One of the rules of the staging system dictates that when a breast cancer involves or grows significantly into skin, it is automatically classified as a stage III tumor. This detail currently overrides the usual T or N classification. This rule has been around since the beginning of staging because decades ago, most tumors that involved skin were large and locally advanced, and so their prognosis was poor. These women were therefore told that their tumor was stage III, and chance of survival was only fair. But at Fox Chase Cancer Center, we have noticed that there are tumors that involve skin, but that are not large locally advanced cancers; these are small and just happen to arise near skin. Most importantly though, these patients seem to do as well as women having similarly-sized early breast cancers, and frequently did better that those with tumors that were stage III.
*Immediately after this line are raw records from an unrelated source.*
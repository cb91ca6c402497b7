use std::time::Duration;

use anyhow::{anyhow, Context, Result};
use reqwest::Client;
use thiserror::Error;
use tracing::{info, warn};
use url::Url;

use crate::config::Config;

/// User-Agent carried over from earlier tracker deployments.
const USER_AGENT: &str = "Mozilla/5.0 (compatible; LFLTrackerBot/2.2)";

/// Linear backoff unit: the wait before attempt N is `RETRY_DELAY × (N-1)`.
const RETRY_DELAY: Duration = Duration::from_millis(1500);

/// Network egress path used for a request.
///
/// Some runner proxies intermittently reject requests that succeed when the
/// proxy is bypassed, so both paths are tried as an independent retry
/// dimension.
#[derive(Debug, Clone, Copy, PartialEq, Eq)]
pub enum EgressMode {
    /// Respect ambient proxy configuration (reqwest default)
    ProxyEnv,
    /// Bypass proxies entirely
    Direct,
}

impl EgressMode {
    pub fn label(&self) -> &'static str {
        match self {
            EgressMode::ProxyEnv => "proxy-env",
            EgressMode::Direct => "direct",
        }
    }
}

impl std::fmt::Display for EgressMode {
    fn fmt(&self, f: &mut std::fmt::Formatter<'_>) -> std::fmt::Result {
        f.write_str(self.label())
    }
}

/// One pre-built HTTP client per egress mode.
#[derive(Clone)]
pub struct EgressClients {
    proxy_env: Client,
    direct: Client,
}

impl EgressClients {
    /// Trial order of the egress modes.
    pub const MODES: [EgressMode; 2] = [EgressMode::ProxyEnv, EgressMode::Direct];

    pub fn build(timeout: Duration) -> Result<Self> {
        let proxy_env = Client::builder()
            .timeout(timeout)
            .user_agent(USER_AGENT)
            .build()
            .context("Failed to build proxy-env HTTP client")?;
        let direct = Client::builder()
            .timeout(timeout)
            .user_agent(USER_AGENT)
            .no_proxy()
            .build()
            .context("Failed to build direct HTTP client")?;
        Ok(EgressClients { proxy_env, direct })
    }

    pub fn client_for(&self, mode: EgressMode) -> &Client {
        match mode {
            EgressMode::ProxyEnv => &self.proxy_env,
            EgressMode::Direct => &self.direct,
        }
    }
}

/// Transient failure classes; every variant is retried by the fetch loop.
#[derive(Debug, Error)]
pub enum FetchError {
    #[error("request timed out")]
    Timeout,
    #[error("HTTP status {0}")]
    Status(reqwest::StatusCode),
    #[error("network error: {0}")]
    Network(reqwest::Error),
    #[error("malformed response body: {0}")]
    Decode(reqwest::Error),
}

impl From<reqwest::Error> for FetchError {
    fn from(err: reqwest::Error) -> Self {
        if err.is_timeout() {
            FetchError::Timeout
        } else if err.is_decode() {
            FetchError::Decode(err)
        } else {
            FetchError::Network(err)
        }
    }
}

/// Client for the LoL Esports persisted-gw API.
///
/// Every candidate API key is tried over every egress mode with bounded
/// retries; the first success short-circuits the whole search.
pub struct EsportsClient {
    egress: EgressClients,
    api_keys: Vec<String>,
    base_url: Url,
    retry_attempts: u32,
    retry_delay: Duration,
}

impl EsportsClient {
    pub fn new(config: &Config, egress: EgressClients, api_keys: Vec<String>) -> Result<Self> {
        let base_url = Url::parse(&config.api_url)
            .with_context(|| format!("Invalid API base URL: {}", config.api_url))?;
        Ok(EsportsClient {
            egress,
            api_keys,
            base_url,
            retry_attempts: config.retry_attempts,
            retry_delay: RETRY_DELAY,
        })
    }

    /// GET an API endpoint and parse the body as JSON.
    ///
    /// Runs the key × mode × attempt search; only total exhaustion fails,
    /// wrapping the last observed error.
    pub async fn fetch_json(
        &self,
        endpoint: &str,
        params: &[(&str, &str)],
    ) -> Result<serde_json::Value> {
        let url = self.endpoint_url(endpoint, params)?;
        let op = |key_idx: usize, mode: EgressMode, _attempt: u32| {
            let client = self.egress.client_for(mode).clone();
            let url = url.clone();
            let api_key = self.api_keys[key_idx].clone();
            async move { fetch_once(&client, url, &api_key).await }
        };
        retry_search(
            &self.api_keys,
            &EgressClients::MODES,
            self.retry_attempts,
            self.retry_delay,
            op,
        )
        .await
    }

    fn endpoint_url(&self, endpoint: &str, params: &[(&str, &str)]) -> Result<Url> {
        let mut url = self.base_url.clone();
        url.path_segments_mut()
            .map_err(|_| anyhow!("API base URL cannot be a base: {}", self.base_url))?
            .pop_if_empty()
            .push(endpoint);
        url.query_pairs_mut().extend_pairs(params);
        Ok(url)
    }
}

async fn fetch_once(
    client: &Client,
    url: Url,
    api_key: &str,
) -> Result<serde_json::Value, FetchError> {
    let resp = client
        .get(url)
        .header("x-api-key", api_key)
        .header(reqwest::header::ACCEPT, "application/json")
        .send()
        .await?;
    let status = resp.status();
    if !status.is_success() {
        return Err(FetchError::Status(status));
    }
    Ok(resp.json::<serde_json::Value>().await?)
}

/// Sequential search over the key × egress-mode × attempt cross-product:
/// keys outer, modes middle, attempts inner, linear backoff between attempts.
///
/// The operation is injected so tests can script failure sequences without a
/// network.
async fn retry_search<T, F, Fut>(
    api_keys: &[String],
    modes: &[EgressMode],
    attempts: u32,
    delay: Duration,
    mut op: F,
) -> Result<T>
where
    F: FnMut(usize, EgressMode, u32) -> Fut,
    Fut: std::future::Future<Output = Result<T, FetchError>>,
{
    let mut last_error: Option<FetchError> = None;

    for (key_idx, api_key) in api_keys.iter().enumerate() {
        let hint = key_hint(api_key);
        for &mode in modes {
            for attempt in 1..=attempts {
                match op(key_idx, mode, attempt).await {
                    Ok(value) => {
                        if attempt > 1 {
                            info!("Request OK in {} mode (attempt {})", mode, attempt);
                        }
                        info!("API key accepted: {}", hint);
                        return Ok(value);
                    }
                    Err(err) => {
                        warn!(
                            "Key {} | {} attempt {}/{} failed: {}",
                            hint, mode, attempt, attempts, err
                        );
                        last_error = Some(err);
                        if attempt < attempts {
                            tokio::time::sleep(delay * attempt).await;
                        }
                    }
                }
            }
        }
    }

    let cause = last_error
        .map(|e| e.to_string())
        .unwrap_or_else(|| "no request was attempted".to_string());
    Err(anyhow!(
        "API unreachable after exhausting every key, egress mode and retry: {}",
        cause
    ))
}

/// Loggable tail of an API key; the key itself never reaches the logs.
fn key_hint(api_key: &str) -> String {
    let chars: Vec<char> = api_key.chars().collect();
    if chars.len() > 6 {
        format!("...{}", chars[chars.len() - 6..].iter().collect::<String>())
    } else {
        "(short)".to_string()
    }
}
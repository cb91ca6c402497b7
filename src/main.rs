use anyhow::Result;
use clap::Parser;
use std::path::Path;
use std::time::Duration;
use tracing::{debug, info, warn};

mod config;
mod lolesports;
mod models;
mod snapshot;
mod teams;

use config::Config;
use lolesports::{
    discover_api_keys, fetch_matches, fetch_standings, EgressClients, EsportsClient, KeySource,
    SchedulePageSource,
};
use models::Snapshot;
use snapshot::WritePlan;

#[tokio::main]
async fn main() -> Result<()> {
    // Initialise tracing / logging
    tracing_subscriber::fmt()
        .with_env_filter(
            tracing_subscriber::EnvFilter::try_from_default_env()
                .unwrap_or_else(|_| tracing_subscriber::EnvFilter::new("info")),
        )
        .init();

    let config = Config::parse();
    config.validate()?;

    info!("LFL tracker starting (league {})", config.league_id);

    let egress = EgressClients::build(Duration::from_secs(config.request_timeout_secs))?;

    // Credential discovery runs once per invocation; no candidates at all is
    // fatal before any fetch is attempted.
    let mut key_sources: Vec<Box<dyn KeySource>> = Vec::new();
    if config.no_key_discovery {
        info!("Key discovery disabled, using configured and fallback keys only");
    } else {
        key_sources.push(Box::new(SchedulePageSource::new(
            egress.clone(),
            &config.discovery_url,
        )));
    }
    let api_keys = discover_api_keys(config.api_key.as_deref(), &key_sources).await?;
    debug!("{} candidate API key(s)", api_keys.len());

    let client = EsportsClient::new(&config, egress, api_keys)?;

    let output = Path::new(&config.output);
    let existing = snapshot::load_existing(output);

    // Schedule then standings, strictly sequential, bounded by one deadline.
    // Worst case of the retry search is keys × modes × attempts × timeout,
    // so the deadline caps the run instead of letting it compound.
    let deadline = Duration::from_secs(config.deadline_secs);
    let fetched = tokio::time::timeout(deadline, async {
        let matches = fetch_matches(&client, &config).await;
        let standings = fetch_standings(&client, &config).await;
        (matches, standings)
    })
    .await;
    let (matches, standings) = match fetched {
        Ok(pair) => pair,
        Err(_) => {
            warn!("Fetch phase exceeded the {}s deadline", config.deadline_secs);
            (None, None)
        }
    };

    match snapshot::reconcile(matches, standings, existing, chrono::Utc::now()) {
        WritePlan::KeepExisting => {
            anyhow::bail!("API unavailable and no usable fresh data: existing snapshot preserved");
        }
        WritePlan::Write(snap) => {
            snapshot::save(&snap, output)?;
            report(&snap);
            if snap.matches.is_empty() && snap.standings.is_empty() {
                anyhow::bail!(
                    "Snapshot written but holds no data; check whether the league is active"
                );
            }
        }
    }

    Ok(())
}

/// Post-run summary: what was written and where each category came from.
fn report(snap: &Snapshot) {
    info!("Snapshot written, last update {}", snap.last_update);
    info!(
        "{} match(es) [{:?}], {} standing(s) [{:?}]",
        snap.matches.len(),
        snap.scrape_status.matches_source,
        snap.standings.len(),
        snap.scrape_status.standings_source
    );
    if let Some(m) = snap.matches.first() {
        debug!(
            "First match: {} {}-{} {} | {} ({:?})",
            m.team1.name, m.team1.score, m.team2.score, m.team2.name, m.date, m.status
        );
    }
    for s in snap.standings.iter().take(3) {
        debug!(
            "{}. {} - {}W {}L ({} pts)",
            s.rank, s.team, s.wins, s.losses, s.points
        );
    }
}
//! Schedule extraction: raw `getSchedule` payload → normalized match list.

use chrono::DateTime;
use serde_json::Value;
use tracing::{debug, info, warn};

use super::client::EsportsClient;
use crate::config::Config;
use crate::models::{Match, MatchStatus, TeamRef};
use crate::teams;

/// Events beyond this many are ignored; downstream only displays one page.
const MAX_EVENTS: usize = 15;

/// Display format for match start times ("05 Aug - 17:00").
const DATE_FORMAT: &str = "%d %b - %H:%M";

/// Placeholder for a missing team name or unparsable start time.
const UNKNOWN: &str = "TBD";

/// Fetch and normalize the schedule.
///
/// `None` means the fetch itself failed; `Some(vec![])` is a legitimately
/// empty schedule.  The distinction drives the snapshot cache fallback.
pub async fn fetch_matches(client: &EsportsClient, config: &Config) -> Option<Vec<Match>> {
    info!("Fetching matches...");
    let params = [
        ("hl", config.locale.as_str()),
        ("leagueId", config.league_id.as_str()),
    ];
    match client.fetch_json("getSchedule", &params).await {
        Ok(raw) => {
            let matches = extract_matches(&raw);
            info!("{} valid match(es) extracted", matches.len());
            Some(matches)
        }
        Err(e) => {
            warn!("Schedule fetch failed: {e:#}");
            None
        }
    }
}

/// Normalize the raw schedule payload, preserving source order and keeping
/// only the first [`MAX_EVENTS`] events.  Malformed events are skipped
/// individually; upstream data is not under our control.
pub fn extract_matches(raw: &Value) -> Vec<Match> {
    let events = match raw["data"]["schedule"]["events"].as_array() {
        Some(a) => a,
        None => {
            warn!("No events in schedule payload");
            return Vec::new();
        }
    };
    debug!("API returned {} event(s)", events.len());

    events.iter().take(MAX_EVENTS).filter_map(parse_event).collect()
}

fn parse_event(event: &Value) -> Option<Match> {
    let match_obj = event.get("match")?;
    let teams = match_obj["teams"].as_array()?;
    if teams.len() < 2 {
        return None;
    }

    let status = match event["state"].as_str().unwrap_or("unstarted") {
        "completed" => MatchStatus::Finished,
        "inProgress" => MatchStatus::Live,
        _ => MatchStatus::Scheduled,
    };

    let start_time = event["startTime"].as_str().unwrap_or_default().to_string();
    let date = format_start_time(&start_time);

    let parsed = Match {
        team1: parse_team(&teams[0]),
        team2: parse_team(&teams[1]),
        start_time: start_time.clone(),
        date_iso: start_time,
        date,
        status,
    };
    debug!(
        "{} vs {} ({:?})",
        parsed.team1.name, parsed.team2.name, parsed.status
    );
    Some(parsed)
}

fn parse_team(team: &Value) -> TeamRef {
    let name = team["name"].as_str().unwrap_or(UNKNOWN).to_string();
    let score = team["result"]["gameWins"].as_u64().unwrap_or(0) as u32;
    TeamRef {
        short: teams::short_code(&name),
        name,
        score,
    }
}

/// Render the raw ISO-8601 timestamp for display; the raw string is kept on
/// the match either way.
fn format_start_time(raw: &str) -> String {
    match DateTime::parse_from_rfc3339(raw) {
        Ok(dt) => dt.format(DATE_FORMAT).to_string(),
        Err(_) => UNKNOWN.to_string(),
    }
}
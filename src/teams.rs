//! Team name normalization.
//!
//! The LFL broadcast names teams in full ("Karmine Corp Blue") while the
//! downstream display wants short codes ("KC").  Known names, including
//! historical and academy-roster variants, live in a fixed table; anything
//! else falls back to the first three characters upper-cased.

/// Known LFL team names (and their variants) mapped to short codes.
const TEAM_CODES: &[(&str, &str)] = &[
    ("Karmine Corp", "KC"),
    ("Karmine Corp Blue", "KC"),
    ("Team Vitality.Bee", "VIT"),
    ("Vitality.Bee", "VIT"),
    ("Solary", "SLY"),
    ("Gentle Mates", "GM"),
    ("BK ROG Esports", "BK"),
    ("BK ROG", "BK"),
    ("Team GO", "GO"),
    ("BDS Academy", "BDS"),
    ("Team BDS Academy", "BDS"),
    ("Ici Japon Corp", "IJC"),
    ("JobLife", "JL"),
    ("GameWard", "GW"),
];

/// Return the canonical short code for a full team name.
///
/// Total over all strings: unlisted names yield their first three characters
/// upper-cased, shorter names yield what they have, the empty string yields
/// an empty code.
pub fn short_code(full_name: &str) -> String {
    if let Some((_, code)) = TEAM_CODES.iter().find(|(name, _)| *name == full_name) {
        return (*code).to_string();
    }
    full_name.chars().take(3).collect::<String>().to_uppercase()
}

#[cfg(test)]
mod tests {
    use super::*;

    #[test]
    fn test_every_table_entry_resolves() {
        for (name, code) in TEAM_CODES {
            assert_eq!(short_code(name), *code, "alias {name} should map to {code}");
        }
    }

    #[test]
    fn test_variant_names_share_a_code() {
        assert_eq!(short_code("Karmine Corp"), short_code("Karmine Corp Blue"));
        assert_eq!(short_code("BK ROG"), short_code("BK ROG Esports"));
    }

    #[test]
    fn test_unknown_name_falls_back_to_three_chars() {
        assert_eq!(short_code("Unknown Team"), "UNK");
        assert_eq!(short_code("fnatic"), "FNA");
    }

    #[test]
    fn test_short_and_empty_inputs_do_not_panic() {
        assert_eq!(short_code("ab"), "AB");
        assert_eq!(short_code(""), "");
    }

    #[test]
    fn test_fallback_is_char_safe_for_multibyte_names() {
        // Three chars, not three bytes
        assert_eq!(short_code("Équipe"), "ÉQU");
    }
}
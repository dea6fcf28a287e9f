//! Shared CLI output helpers.
//!
//! Color scheme (respects NO_COLOR):
//! - Green: success, existing files
//! - Red: errors
//! - Yellow: warnings, missing files
//! - Cyan: paths, hints
//! - Dimmed: secondary info

use console::style;
use std::fmt::Display;

/// Check if color output is disabled via NO_COLOR env var.
fn colors_enabled() -> bool {
    std::env::var("NO_COLOR").is_err() && console::colors_enabled()
}

/// Print a success message with checkmark (green).
pub fn success(msg: &str) {
    if colors_enabled() {
        println!("{} {}", style("✓").green(), msg);
    } else {
        println!("✓ {}", msg);
    }
}

/// Print an error message to stderr (red).
pub fn error(msg: &str) {
    if colors_enabled() {
        eprintln!("{} {}", style("✗").red(), msg);
    } else {
        eprintln!("✗ {}", msg);
    }
}

/// Print a warning message (yellow).
pub fn warn(msg: &str) {
    if colors_enabled() {
        println!("{} {}", style("⚠").yellow(), msg);
    } else {
        println!("⚠ {}", msg);
    }
}

/// Print a hint message to stderr (cyan).
///
/// Example: `→ set USER_SECRETS_FALLBACK_DIR`
pub fn hint(msg: &str) {
    if colors_enabled() {
        eprintln!("{} {}", style("→").cyan(), style(msg).cyan());
    } else {
        eprintln!("→ {}", msg);
    }
}

/// Print a key-value pair (label dimmed).
pub fn kv(label: &str, value: impl Display) {
    if colors_enabled() {
        println!("  {}  {}", style(label).dim(), value);
    } else {
        println!("  {}  {}", label, value);
    }
}

/// Print one planned file with its existence marker.
///
/// Example: `  ✓ base         /home/u/.microsoft/usersecrets/app/secrets.json`
pub fn file_entry(layer: &str, path: &str, exists: bool) {
    let label = format!("{:<12}", layer);
    match (exists, colors_enabled()) {
        (true, true) => println!("  {} {} {}", style("✓").green(), label, style(path).cyan()),
        (false, true) => println!("  {} {} {}", style("·").yellow(), style(label).dim(), style(path).dim()),
        (true, false) => println!("  ✓ {} {}", label, path),
        (false, false) => println!("  · {} {}", label, path),
    }
}

/// Format a path string in cyan.
pub fn path(p: &str) -> String {
    if colors_enabled() {
        style(p).cyan().to_string()
    } else {
        p.to_string()
    }
}
//! Entry points that add user secrets to a configuration target.
//!
//! ```no_run
//! use usersecrets::{add_user_secrets, ConfigBuilder, HostEnvironment, ManifestId};
//!
//! # fn main() -> usersecrets::error::Result<()> {
//! let manifest = ManifestId::load("Cargo.toml")?;
//! let host = HostEnvironment::new("Development");
//!
//! let mut builder = ConfigBuilder::new();
//! builder.add_json_file("appsettings.json", true, false);
//! add_user_secrets(&mut builder, &manifest, Some(&host), true, false)?;
//!
//! let config = builder.build()?;
//! # Ok(())
//! # }
//! ```

use tracing::debug;

use crate::core::config::ConfigurationTarget;
use crate::core::constants::ENVIRONMENT_VAR;
use crate::core::env::{EnvLookup, ProcessEnv};
use crate::core::plan::MergePlan;
use crate::core::source::SecretsIdSource;
use crate::error::Result;

/// The environment an application runs in.
#[derive(Debug, Clone, Default, PartialEq, Eq)]
pub struct HostEnvironment {
    /// e.g. "Development", "Staging", "Production".
    pub environment_name: Option<String>,
}

impl HostEnvironment {
    pub fn new(environment_name: impl Into<String>) -> Self {
        Self {
            environment_name: Some(environment_name.into()),
        }
    }

    /// Environment name from `APP_ENVIRONMENT`.
    ///
    /// A value that is not valid unicode cannot name a secrets file and is
    /// treated as unset.
    pub fn from_env(lookup: &dyn EnvLookup) -> Self {
        Self {
            environment_name: lookup
                .var(ENVIRONMENT_VAR)
                .and_then(|v| v.into_string().ok())
                .filter(|v| !v.is_empty()),
        }
    }

    /// The environment name, treating an empty name as absent.
    pub fn environment_name(&self) -> Option<&str> {
        self.environment_name.as_deref().filter(|n| !n.is_empty())
    }
}

/// Add the user secrets of `source` to `target`.
///
/// Adds `secrets.json` and, when `host` names an environment,
/// `secrets.<environment>.json` after it.
///
/// # Errors
///
/// When `optional` is false: a missing secrets id, a missing root directory
/// and an invalid id are all errors. When `optional` is true only an invalid
/// id is, and nothing is added if the id or root is missing.
pub fn add_user_secrets<T: ConfigurationTarget + ?Sized>(
    target: &mut T,
    source: &dyn SecretsIdSource,
    host: Option<&HostEnvironment>,
    optional: bool,
    reload_on_change: bool,
) -> Result<()> {
    add_user_secrets_using(target, source, host, optional, reload_on_change, &ProcessEnv)
}

/// [`add_user_secrets`] with an explicit environment lookup.
pub fn add_user_secrets_using<T: ConfigurationTarget + ?Sized>(
    target: &mut T,
    source: &dyn SecretsIdSource,
    host: Option<&HostEnvironment>,
    optional: bool,
    reload_on_change: bool,
    lookup: &dyn EnvLookup,
) -> Result<()> {
    let secrets_id = match source.secrets_id() {
        Some(id) => id,
        None if optional => {
            debug!(unit = source.unit_name(), "no user secrets id; skipping");
            return Ok(());
        }
        None => source.require_secrets_id()?,
    };

    let environment = host.and_then(HostEnvironment::environment_name);
    add_secrets_files(target, secrets_id, environment, optional, reload_on_change, lookup)
}

/// Add user secrets with the environment name taken from a callback.
///
/// Always optional and never reloaded. A `None` from the callback means no
/// environment file.
pub fn add_user_secrets_with<T, F>(target: &mut T, source: &dyn SecretsIdSource, environment: F) -> Result<()>
where
    T: ConfigurationTarget + ?Sized,
    F: FnOnce() -> Option<String>,
{
    add_user_secrets_with_using(target, source, environment, &ProcessEnv)
}

fn add_user_secrets_with_using<T, F>(
    target: &mut T,
    source: &dyn SecretsIdSource,
    environment: F,
    lookup: &dyn EnvLookup,
) -> Result<()>
where
    T: ConfigurationTarget + ?Sized,
    F: FnOnce() -> Option<String>,
{
    let host = HostEnvironment {
        environment_name: environment(),
    };
    add_user_secrets_using(target, source, Some(&host), true, false, lookup)
}

/// Plan and add the secrets files of a known id.
///
/// Planning completes before anything is added, so a failure leaves
/// `target` untouched.
pub fn add_secrets_files<T: ConfigurationTarget + ?Sized>(
    target: &mut T,
    secrets_id: &str,
    environment: Option<&str>,
    optional: bool,
    reload_on_change: bool,
    lookup: &dyn EnvLookup,
) -> Result<()> {
    let plan = MergePlan::build(secrets_id, environment, optional, reload_on_change, lookup)?;
    plan.apply(target);
    Ok(())
}
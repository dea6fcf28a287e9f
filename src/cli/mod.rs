//! Command-line interface.

pub mod completions;
pub mod init;
pub mod list;
pub mod output;
pub mod path;

use std::path::PathBuf;

use clap::{Args, Parser, Subcommand};

use crate::core::constants::{ENVIRONMENT_VAR, MANIFEST_FILE};
use crate::core::host::HostEnvironment;
use crate::core::source::{FixedId, ManifestId, SecretsIdSource};
use crate::error::Result;

/// usersecrets - inspect and create per-user secrets files.
#[derive(Parser)]
#[command(
    name = "usersecrets",
    about = "Locate and inspect per-user secrets files",
    version
)]
pub struct Cli {
    /// Enable debug logging
    #[arg(short, long, global = true)]
    pub verbose: bool,

    #[command(subcommand)]
    pub command: Command,
}

/// Which secrets to operate on.
#[derive(Args, Debug, Clone)]
pub struct Target {
    /// Secrets id (defaults to [package.metadata.user-secrets] id in the manifest)
    #[arg(long)]
    pub id: Option<String>,

    /// Manifest to read the secrets id from
    #[arg(long, default_value = MANIFEST_FILE)]
    pub manifest: PathBuf,

    /// Environment name (e.g., Development)
    #[arg(short, long, env = ENVIRONMENT_VAR)]
    pub environment: Option<String>,
}

impl Target {
    /// Where the secrets id comes from: `--id`, or the manifest.
    pub fn source(&self) -> Result<Box<dyn SecretsIdSource>> {
        let source: Box<dyn SecretsIdSource> = match &self.id {
            Some(id) => Box::new(FixedId::new("--id", Some(id.clone()))),
            None => Box::new(ManifestId::load(&self.manifest)?),
        };
        Ok(source)
    }

    /// The secrets id, failing when the source declares none.
    pub fn secrets_id(&self) -> Result<String> {
        Ok(self.source()?.require_secrets_id()?.to_string())
    }

    pub fn environment(&self) -> Option<&str> {
        self.environment.as_deref().filter(|e| !e.is_empty())
    }

    pub fn host(&self) -> HostEnvironment {
        HostEnvironment {
            environment_name: self.environment().map(str::to_string),
        }
    }
}

/// Top-level commands.
#[derive(Subcommand)]
pub enum Command {
    /// Print the secrets files that would be loaded, in merge order
    Path {
        #[command(flatten)]
        target: Target,
        /// Output as JSON
        #[arg(long)]
        json: bool,
    },

    /// Print the merged secrets
    List {
        #[command(flatten)]
        target: Target,
        /// Output as JSON
        #[arg(long)]
        json: bool,
    },

    /// Create the secrets directory and an empty secrets file
    Init {
        #[command(flatten)]
        target: Target,
    },

    /// Print a shell completion script to stdout
    Completions {
        #[arg(value_enum)]
        shell: clap_complete::Shell,
    },
}

/// Execute a command.
pub fn execute(command: Command) -> Result<()> {
    use Command::*;

    match command {
        Path { target, json } => path::execute(&target, json),
        List { target, json } => list::execute(&target, json),
        Init { target } => init::execute(&target),
        Completions { shell } => {
            completions::print(shell);
            Ok(())
        }
    }
}
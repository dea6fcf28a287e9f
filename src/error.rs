//! Error types for user secrets resolution and loading.
//!
//! Each concern has its own enum; [`Error`] wraps them so callers can
//! propagate everything with `?` and still match on the specific cause.

use std::path::PathBuf;

use thiserror::Error;

use crate::core::constants::FALLBACK_DIR_VAR;

/// Top-level error type.
#[derive(Error, Debug)]
pub enum Error {
    #[error(transparent)]
    Resolve(#[from] ResolveError),

    #[error(transparent)]
    Source(#[from] SourceError),

    #[error(transparent)]
    Config(#[from] ConfigError),

    #[error("io error: {0}")]
    Io(#[from] std::io::Error),

    #[error("json error: {0}")]
    Json(#[from] serde_json::Error),
}

/// Failures while turning a secrets id into a file path.
#[derive(Error, Debug, Clone, PartialEq, Eq)]
pub enum ResolveError {
    #[error("user secrets id must not be empty")]
    InvalidArgument,

    #[error("invalid character '{ch}' at index {index} in user secrets id")]
    InvalidIdentifier { ch: char, index: usize },

    #[error(
        "could not determine a location for user secrets; set {fallback_var} to a directory to use as the root"
    )]
    MissingRoot { fallback_var: &'static str },
}

impl ResolveError {
    /// The `MissingRoot` error naming the escape-hatch variable.
    pub fn missing_root() -> Self {
        ResolveError::MissingRoot {
            fallback_var: FALLBACK_DIR_VAR,
        }
    }
}

/// Failures while looking up the secrets id itself.
#[derive(Error, Debug)]
pub enum SourceError {
    #[error("no user secrets id found for '{unit}'; add [package.metadata.user-secrets] id = \"...\" to its manifest")]
    MissingIdentifierSource { unit: String },

    #[error("invalid manifest {}: {message}", path.display())]
    Manifest { path: PathBuf, message: String },
}

/// Failures reported by the configuration builder.
#[derive(Error, Debug)]
pub enum ConfigError {
    #[error("configuration file not found: {}", path.display())]
    FileNotFound { path: PathBuf },

    #[error("failed to read {}: {source}", path.display())]
    Read {
        path: PathBuf,
        #[source]
        source: std::io::Error,
    },

    #[error("invalid JSON in {}: {message}", path.display())]
    Parse { path: PathBuf, message: String },
}

pub type Result<T> = std::result::Result<T, Error>;
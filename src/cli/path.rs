//! Path command.
//!
//! Prints the secrets files for an id in the order they are merged.

use serde::Serialize;
use tracing::info;

use crate::cli::{output, Target};
use crate::core::env::ProcessEnv;
use crate::core::paths;
use crate::core::plan::MergePlan;
use crate::error::Result;

#[derive(Serialize)]
struct PathEntry {
    layer: &'static str,
    path: String,
    exists: bool,
}

/// Print the planned secrets files.
pub fn execute(target: &Target, json: bool) -> Result<()> {
    let id = target.secrets_id()?;
    info!("Planning secrets for: {}", id);

    let plan = MergePlan::build(&id, target.environment(), false, false, &ProcessEnv)?;
    let entries: Vec<PathEntry> = plan
        .entries()
        .iter()
        .filter_map(|entry| {
            entry.path.as_ref().map(|p| PathEntry {
                layer: entry.layer.as_str(),
                path: p.display().to_string(),
                exists: p.is_file(),
            })
        })
        .collect();

    if json {
        println!("{}", serde_json::to_string_pretty(&entries)?);
        return Ok(());
    }

    output::kv("secrets id", &id);
    if let Some((root, source)) = paths::root_dir(&ProcessEnv) {
        output::kv("root      ", format!("{} ({})", root.display(), source));
    }
    for entry in &entries {
        output::file_entry(entry.layer, &entry.path, entry.exists);
    }
    Ok(())
}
So we set out investigate whether these small skin-involved tumors’ classification as stage III was warranted.
And guess what: It’s not.
When we evaluated nearly a thousand women with such small skin-involved tumors (the largest series ever published of this type), classifying the tumors by just their tumor size (T) and nodal status (N), it turns out that these women don’t all have survival similar to women of stage III tumors. If you ignore the skin involvement, many have a prognosis as good as whatever the T and N stage suggests. This means that for some women (those with small skin-involved tumors), the stage and prognosis they have been given was excessively grave and likely inaccurate. Thus, we should change the staging system from relying first on the skin involvement as the overriding factor to determine stage, to instead always look at the TNM stage first, and using skin involvement as a secondary subordinate detail. It is our hope that the committee that decides changes to the next version of the staging system, considers these findings when they update the staging system again this year.
So yes, we continue to get better, and more accurately classify and predict how tumors should be staged, and what that portends for the patient. Staging isn’t perfect, but it’s not going anywhere anytime soon, because it’s the best classification system we’ve got. And no matter how good we get, I will always dread those words. “Doctor, what stage is my tumor?” because it’s merely a set of odds, and doesn’t seal your fate in stone.
As I always tell patients: “You may have breast cancer. But your breast cancer doesn’t have you.”